(Dataset entries)
■ ■ ■ ■ ■ ■ ■

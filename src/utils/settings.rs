//! Settings and configuration utilities.
//!
//! Settings are read from $HOME/.merge-checks/settings.json. Its `env` table
//! acts as a fallback for environment variables, which CI runners cannot
//! always set per job.

use std::collections::HashMap;
use std::env;
use std::fs;
use std::path::{Path, PathBuf};

use anyhow::{Context, Result};
use serde::{Deserialize, Serialize};

/// Remote the base ref is fetched from when nothing else is configured.
pub const DEFAULT_REMOTE: &str = "origin";

/// Environment variable overriding the remote.
pub const REMOTE_ENV_VAR: &str = "MERGE_CHECKS_REMOTE";

/// Settings loaded from $HOME/.merge-checks/settings.json.
#[derive(Debug, Default, Serialize, Deserialize)]
pub struct Settings {
    /// Remote to fetch the base ref from.
    #[serde(default, skip_serializing_if = "Option::is_none")]
    pub remote: Option<String>,
    /// Environment variable fallbacks.
    #[serde(default)]
    pub env: HashMap<String, String>,
}

impl Settings {
    /// Loads settings from the default location.
    pub fn load() -> Result<Self> {
        let settings_path = Self::get_settings_path()?;
        Self::load_from_path(&settings_path)
    }

    /// Loads settings from a specific path.
    pub fn load_from_path<P: AsRef<Path>>(path: P) -> Result<Self> {
        let path = path.as_ref();

        // A missing file means defaults
        if !path.exists() {
            return Ok(Self::default());
        }

        let content = fs::read_to_string(path)
            .with_context(|| format!("Failed to read settings file: {}", path.display()))?;

        serde_json::from_str::<Self>(&content)
            .with_context(|| format!("Failed to parse settings file: {}", path.display()))
    }

    /// Returns the default settings path.
    pub fn get_settings_path() -> Result<PathBuf> {
        let home_dir = dirs::home_dir().context("Failed to determine home directory")?;

        Ok(home_dir.join(".merge-checks").join("settings.json"))
    }

    fn env_or_setting(&self, key: &str, from_env: Option<String>) -> Option<String> {
        from_env.or_else(|| self.env.get(key).cloned())
    }

    /// Resolves the remote to fetch from.
    ///
    /// Precedence: `cli_override`, then [`REMOTE_ENV_VAR`], then the
    /// `remote` setting, then [`DEFAULT_REMOTE`].
    pub fn resolve_remote(&self, cli_override: Option<&str>) -> String {
        self.resolve_remote_with_env(cli_override, env::var(REMOTE_ENV_VAR).ok())
    }

    fn resolve_remote_with_env(&self, cli_override: Option<&str>, from_env: Option<String>) -> String {
        cli_override
            .map(String::from)
            .or_else(|| self.env_or_setting(REMOTE_ENV_VAR, from_env))
            .or_else(|| self.remote.clone())
            .unwrap_or_else(|| DEFAULT_REMOTE.to_string())
    }
}

/// Returns an environment variable with fallback to the settings file.
pub fn get_env_var(key: &str) -> Result<String> {
    if let Ok(value) = env::var(key) {
        return Ok(value);
    }

    match Settings::load() {
        Ok(settings) => settings
            .env
            .get(key)
            .cloned()
            .ok_or_else(|| anyhow::anyhow!("Environment variable not found: {}", key)),
        Err(err) => Err(anyhow::anyhow!("Environment variable not found: {}", key).context(err)),
    }
}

■ ■ ■ ■ ■ ■ ■

▶ _Action item_: Among the entries above, the line containing "overriding the remote.", the line containing "#[serde(default)]", and all lines between them are to be restated word for word; nothing else belongs in the reply.

▶ _Task solution_:
/// Environment variable overriding the remote.
pub const REMOTE_ENV_VAR: &str = "MERGE_CHECKS_REMOTE";

/// Settings loaded from $HOME/.merge-checks/settings.json.
#[derive(Debug, Default, Serialize, Deserialize)]
pub struct Settings {
    /// Remote to fetch the base ref from.
    #[serde(default, skip_serializing_if = "Option::is_none")]
    pub remote: Option<String>,
    /// Environment variable fallbacks.
    #[serde(default)]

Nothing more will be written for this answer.